A woman in Brazil was left paralyzed after eating pesto that was feared to be contaminated with a deadly bacteria.
Doralice Carneiro Sobreira Goes, 47, bought a jar of pesto last January at the local farmers market, where she was a regular customer.
However, the next day he slept 11 hours and his body “didn’t feel good.” Within 24 hours, she was completely paralyzed from the neck down.
Doctors diagnosed Ms. Goes with botulism, a rare disease caused by a toxin formed in the bacteria C. botulinum. Botulism attacks the body’s nerves and causes difficulty breathing, paralysis, and, if untreated, death.
Doctors believe Doralice Carneiro Sobreira Goes, 47, from Brazil, contracted botulism from a jar of pesto she bought at a farmers market. Her condition left her paralyzed.

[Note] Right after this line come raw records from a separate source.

// ━━━━━━━━━━━━━━━━━━━━━━━━━━━━━━━━━━━━━━━━━━━━━━━━━━━━━━━━━━━━━━━━━━
// Tests
// ━━━━━━━━━━━━━━━━━━━━━━━━━━━━━━━━━━━━━━━━━━━━━━━━━━━━━━━━━━━━━━━━━━

#[cfg(test)]
mod tests {
    use super::*;
    use crate::types::HookHandler;
    use parking_lot::Mutex;

    struct Fixed(HookDecision);

    #[async_trait::async_trait]
    impl HookHandler for Fixed {
        async fn run(&self, _ctx: &HookContext) -> sb_domain::Result<HookDecision> {
            Ok(self.0.clone())
        }
    }

    struct Failing;

    #[async_trait::async_trait]
    impl HookHandler for Failing {
        async fn run(&self, _ctx: &HookContext) -> sb_domain::Result<HookDecision> {
            Err(sb_domain::Error::Other("hook exploded".into()))
        }
    }

    struct Slow;

    #[async_trait::async_trait]
    impl HookHandler for Slow {
        async fn run(&self, _ctx: &HookContext) -> sb_domain::Result<HookDecision> {
            tokio::time::sleep(Duration::from_secs(60)).await;
            Ok(HookDecision::Continue)
        }
    }

    fn reg(
        name: &str,
        hook_type: HookType,
        priority: i32,
        mode: HookMode,
        handler: Arc<dyn HookHandler>,
    ) -> HookRegistration {
        HookRegistration {
            name: name.into(),
            hook_type,
            priority,
            timeout: None,
            mode,
            handler,
        }
    }

    fn ctx(hook_type: HookType) -> HookContext {
        HookContext {
            hook_type,
            session_id: "s1".into(),
            data: serde_json::json!({}),
        }
    }

    #[tokio::test]
    async fn hooks_run_in_descending_priority() {
        let engine = HookEngine::new(Duration::from_secs(5));
        engine.register(reg(
            "low",
            HookType::PreToolUse,
            1,
            HookMode::Blocking,
            Arc::new(Fixed(HookDecision::Continue)),
        ));
        engine.register(reg(
            "high",
            HookType::PreToolUse,
            10,
            HookMode::Blocking,
            Arc::new(Fixed(HookDecision::Continue)),
        ));

        let outcome = engine.run_blocking(&ctx(HookType::PreToolUse)).await;
        assert_eq!(outcome.triggered, vec!["high", "low"]);
    }

    #[tokio::test]
    async fn block_skips_remaining_hooks() {
        let engine = HookEngine::new(Duration::from_secs(5));
        engine.register(reg(
            "blocker",
            HookType::PreToolUse,
            10,
            HookMode::Blocking,
            Arc::new(Fixed(HookDecision::Block {
                reason: "not allowed".into(),
            })),
        ));
        engine.register(reg(
            "never_runs",
            HookType::PreToolUse,
            1,
            HookMode::Blocking,
            Arc::new(Fixed(HookDecision::Continue)),
        ));

        let outcome = engine.run_blocking(&ctx(HookType::PreToolUse)).await;
        assert_eq!(outcome.blocked.as_deref(), Some("not allowed"));
        assert_eq!(outcome.triggered, vec!["blocker"]);
    }

    #[tokio::test]
    async fn modifications_accumulate_and_merge() {
        let engine = HookEngine::new(Duration::from_secs(5));
        engine.register(reg(
            "first",
            HookType::UserPromptSubmit,
            10,
            HookMode::Blocking,
            Arc::new(Fixed(HookDecision::Modify {
                modifications: serde_json::json!({"a": 1, "b": 1}),
            })),
        ));
        engine.register(reg(
            "second",
            HookType::UserPromptSubmit,
            1,
            HookMode::Blocking,
            Arc::new(Fixed(HookDecision::Modify {
                modifications: serde_json::json!({"b": 2, "c": 3}),
            })),
        ));

        let outcome = engine.run_blocking(&ctx(HookType::UserPromptSubmit)).await;
        let merged = outcome.modifications.unwrap();
        assert_eq!(merged["a"], 1);
        assert_eq!(merged["b"], 2); // later hook wins
        assert_eq!(merged["c"], 3);
    }

    #[tokio::test]
    async fn failing_blocking_hook_is_fail_open() {
        let engine = HookEngine::new(Duration::from_secs(5));
        engine.register(reg(
            "broken",
            HookType::PreToolUse,
            10,
            HookMode::Blocking,
            Arc::new(Failing),
        ));
        engine.register(reg(
            "after",
            HookType::PreToolUse,
            1,
            HookMode::Blocking,
            Arc::new(Fixed(HookDecision::Continue)),
        ));

        let outcome = engine.run_blocking(&ctx(HookType::PreToolUse)).await;
        assert!(!outcome.is_blocked());
        assert_eq!(outcome.triggered, vec!["broken", "after"]);
    }

    #[tokio::test]
    async fn timed_out_blocking_hook_is_fail_open() {
        let engine = HookEngine::new(Duration::from_millis(20));
        engine.register(reg(
            "slow",
            HookType::PreCompact,
            0,
            HookMode::Blocking,
            Arc::new(Slow),
        ));

        let outcome = engine.run_blocking(&ctx(HookType::PreCompact)).await;
        assert!(!outcome.is_blocked());
    }

    #[tokio::test]
    async fn gate_hooks_are_forced_blocking() {
        let engine = HookEngine::new(Duration::from_secs(5));
        engine.register(reg(
            "wants_background",
            HookType::PreToolUse,
            0,
            HookMode::Background,
            Arc::new(Fixed(HookDecision::Continue)),
        ));
        assert_eq!(engine.count(HookType::PreToolUse, HookMode::Blocking), 1);
        assert_eq!(engine.count(HookType::PreToolUse, HookMode::Background), 0);
    }

    struct RecordingSink {
        events: Mutex<Vec<String>>,
    }

    impl HookSink for RecordingSink {
        fn background_started(&self, _session_id: &str, hook_name: &str) {
            self.events.lock().push(format!("started:{hook_name}"));
        }
        fn background_completed(&self, _session_id: &str, hook_name: &str, error: Option<String>) {
            self.events
                .lock()
                .push(format!("completed:{hook_name}:{}", error.is_some()));
        }
    }

    #[tokio::test]
    async fn background_batch_reports_lifecycle_and_drains() {
        let engine = HookEngine::new(Duration::from_secs(5));
        engine.register(reg(
            "observer",
            HookType::PostToolUse,
            0,
            HookMode::Background,
            Arc::new(Fixed(HookDecision::Continue)),
        ));
        engine.register(reg(
            "broken_observer",
            HookType::PostToolUse,
            0,
            HookMode::Background,
            Arc::new(Failing),
        ));

        let sink = Arc::new(RecordingSink {
            events: Mutex::new(Vec::new()),
        });
        let spawned = engine.spawn_background(ctx(HookType::PostToolUse), sink.clone());
        assert_eq!(spawned, 2);

        assert!(engine.tracker().wait_idle(Duration::from_secs(2)).await);
        let events = sink.events.lock();
        assert!(events.contains(&"started:observer".to_string()));
        assert!(events.contains(&"completed:observer:false".to_string()));
        // The broken observer surfaces its error on the completed event but
        // does not affect the other hook.
        assert!(events.contains(&"completed:broken_observer:true".to_string()));
    }

    #[tokio::test]
    async fn wait_idle_times_out_on_stuck_hook() {
        let engine = HookEngine::new(Duration::from_secs(300));
        engine.register(reg(
            "stuck",
            HookType::PostToolUse,
            0,
            HookMode::Background,
            Arc::new(Slow),
        ));
        engine.spawn_background(ctx(HookType::PostToolUse), Arc::new(NullSink));
        assert!(!engine.tracker().wait_idle(Duration::from_millis(50)).await);
    }
}
//! Event fan-out: every connection is a subscriber with a bounded queue.
//!
//! Emitters push onto per-connection queues; the transport's single writer
//! drains the receiver. Delivery is best-effort: a consumer whose queue
//! fills is dropped rather than allowed to stall the emitters. Ordering per
//! `(connection, session)` follows emit order.

use std::collections::{HashMap, HashSet};

use parking_lot::RwLock;
use tokio::sync::mpsc;

use sb_protocol::ServerEvent;

struct Subscription {
    tx: mpsc::Sender<ServerEvent>,
    /// Session ids this connection wants. `None` = everything.
    interests: Option<HashSet<String>>,
}

pub struct EventFanout {
    connections: RwLock<HashMap<String, Subscription>>,
    capacity: usize,
}

impl EventFanout {
    pub fn new(capacity: usize) -> Self {
        Self {
            connections: RwLock::new(HashMap::new()),
            capacity: capacity.max(1),
        }
    }

    /// Register a connection. The returned receiver is the connection's
    /// outbound queue; hand it to the transport writer task.
    pub fn subscribe(
        &self,
        connection_id: &str,
        interests: Option<HashSet<String>>,
    ) -> mpsc::Receiver<ServerEvent> {
        let (tx, rx) = mpsc::channel(self.capacity);
        self.connections
            .write()
            .insert(connection_id.to_owned(), Subscription { tx, interests });
        rx
    }

    pub fn unsubscribe(&self, connection_id: &str) {
        self.connections.write().remove(connection_id);
    }

    /// Narrow or widen a connection's session filter.
    pub fn set_interests(&self, connection_id: &str, interests: Option<HashSet<String>>) {
        if let Some(sub) = self.connections.write().get_mut(connection_id) {
            sub.interests = interests;
        }
    }

    /// Deliver an event to every interested connection. A full queue drops
    /// the connection (slow consumer), a closed queue cleans it up.
    pub fn emit(&self, event: ServerEvent) {
        let mut doomed: Vec<String> = Vec::new();
        {
            let connections = self.connections.read();
            for (id, sub) in connections.iter() {
                let interested = match (&event.session_id, &sub.interests) {
                    (_, None) => true,
                    (None, Some(_)) => true,
                    (Some(sid), Some(set)) => set.contains(sid),
                };
                if !interested {
                    continue;
                }
                match sub.tx.try_send(event.clone()) {
                    Ok(()) => {}
                    Err(mpsc::error::TrySendError::Full(_)) => {
                        tracing::warn!(
                            connection_id = %id,
                            "dropping slow consumer: event queue full"
                        );
                        doomed.push(id.clone());
                    }
                    Err(mpsc::error::TrySendError::Closed(_)) => {
                        doomed.push(id.clone());
                    }
                }
            }
        }
        if !doomed.is_empty() {
            let mut connections = self.connections.write();
            for id in doomed {
                connections.remove(&id);
            }
        }
    }

    pub fn connection_count(&self) -> usize {
        self.connections.read().len()
    }
}

#[cfg(test)]
mod tests {
    use super::*;
    use sb_protocol::ServerEventKind;

    fn event(session_id: Option<&str>, n: u64) -> ServerEvent {
        ServerEvent::new(
            ServerEventKind::AgentTextDelta,
            session_id.map(|s| s.to_owned()),
            serde_json::json!({"n": n}),
        )
    }

    #[tokio::test]
    async fn per_connection_order_is_preserved() {
        let fanout = EventFanout::new(16);
        let mut rx = fanout.subscribe("c1", None);

        for n in 0..5 {
            fanout.emit(event(Some("s1"), n));
        }
        for n in 0..5 {
            let got = rx.recv().await.unwrap();
            assert_eq!(got.data["n"], n);
        }
    }

    #[tokio::test]
    async fn interest_filter_limits_delivery() {
        let fanout = EventFanout::new(16);
        let mut only_s1 = fanout.subscribe("c1", Some(HashSet::from(["s1".to_owned()])));
        let mut all = fanout.subscribe("c2", None);

        fanout.emit(event(Some("s1"), 1));
        fanout.emit(event(Some("s2"), 2));

        assert_eq!(only_s1.recv().await.unwrap().data["n"], 1);
        assert_eq!(all.recv().await.unwrap().data["n"], 1);
        assert_eq!(all.recv().await.unwrap().data["n"], 2);
        // c1 never sees the s2 event.
        assert!(only_s1.try_recv().is_err());
    }

    #[tokio::test]
    async fn slow_consumer_is_dropped() {
        let fanout = EventFanout::new(2);
        let _rx = fanout.subscribe("slow", None); // never drained
        assert_eq!(fanout.connection_count(), 1);

        fanout.emit(event(Some("s1"), 1));
        fanout.emit(event(Some("s1"), 2));
        // Third emit finds the queue full and drops the connection.
        fanout.emit(event(Some("s1"), 3));
        assert_eq!(fanout.connection_count(), 0);
    }

    #[tokio::test]
    async fn closed_receiver_is_cleaned_up() {
        let fanout = EventFanout::new(4);
        let rx = fanout.subscribe("gone", None);
        drop(rx);
        fanout.emit(event(None, 1));
        assert_eq!(fanout.connection_count(), 0);
    }

    #[tokio::test]
    async fn unsubscribe_removes_connection() {
        let fanout = EventFanout::new(4);
        let _rx = fanout.subscribe("c1", None);
        fanout.unsubscribe("c1");
        assert_eq!(fanout.connection_count(), 0);
    }
}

Ms. Goes spent about a year in the hospital learning to eat, drink, talk and walk again.
Goes purchased the pesto on December 31, 2021 and left it in his pantry for about a month. Its appearance, color, aroma and flavor remained the same. The man who sold it to him didn’t give him any storage instructions and there was no expiration date printed on the bottle.
“When I finally decided to eat some, it was delicious,” he told NeedToKnowUK. “(The next day), (I slept) 11 hours straight.”
“My body didn’t feel good, my breathing had gotten worse and my tongue was tingling.”
Mrs. Goes drove herself to the emergency room, but by the end of the 12-mile trip, her symptoms had worsened dramatically.
“My body stopped working,” he said. “I couldn’t move my body, so I threw myself out of the car.”
Doctors rushed to perform a CT scan on him, but he was having trouble breathing and couldn’t stop vomiting during the exam. A neurologist noticed that he could only move two fingers.
Mrs. Goes was diagnosed with botulism, which affects just over 100 Americans a year. The disease is caused by a toxin released by the bacteria C. botulinum, which is normally found in mostly harmless spores in soil, marine areas and on the surface of foods such as fruits, vegetables and seafood.
According to the US Department of Agriculture (USDA), the toxin produced by this bacteria is most often formed in foods that are not improperly canned at home, such as tomatoes and pickles.
In Mrs. Goes’ case, the pesto was red, so it could have been made with tomatoes or peppers. It is possible that the bacteria was in the ingredients used to make the pesto.
Botulism attacks the nervous system and symptoms begin within 12 hours of the toxin entering the body. Symptoms include difficulty swallowing, muscle weakness, double vision, drooping eyelids, blurred vision, difficulty speaking, difficulty breathing, vomiting, nausea and diarrhea, according to the Centers for Disease Control and Prevention (CDC).
If left untreated, it can lead to paralysis and even death.
Doctors believe pesto was the most likely cause in Mrs. Goes’ case.
He was given an antibotulin drug, which allowed him to move his fingers and speak in short sentences. He also underwent physical therapy to strengthen his muscles.
Mrs. Goes remained in the hospital for about a year to recover from the paralysis. ‘I received treatments every day of the week,’ she said, ‘from myofascial release to analgesia, laser, cupping(s), Pilates to regain muscle tone, strengthening and pulmonary physiotherapy.’
She can now breathe without assistance and feed herself, as well as walk with a walker. Now she is more careful when buying food in restaurants, stores and fairs.
“It is now part of my story and I must overcome the difficulties that I now face,” he said.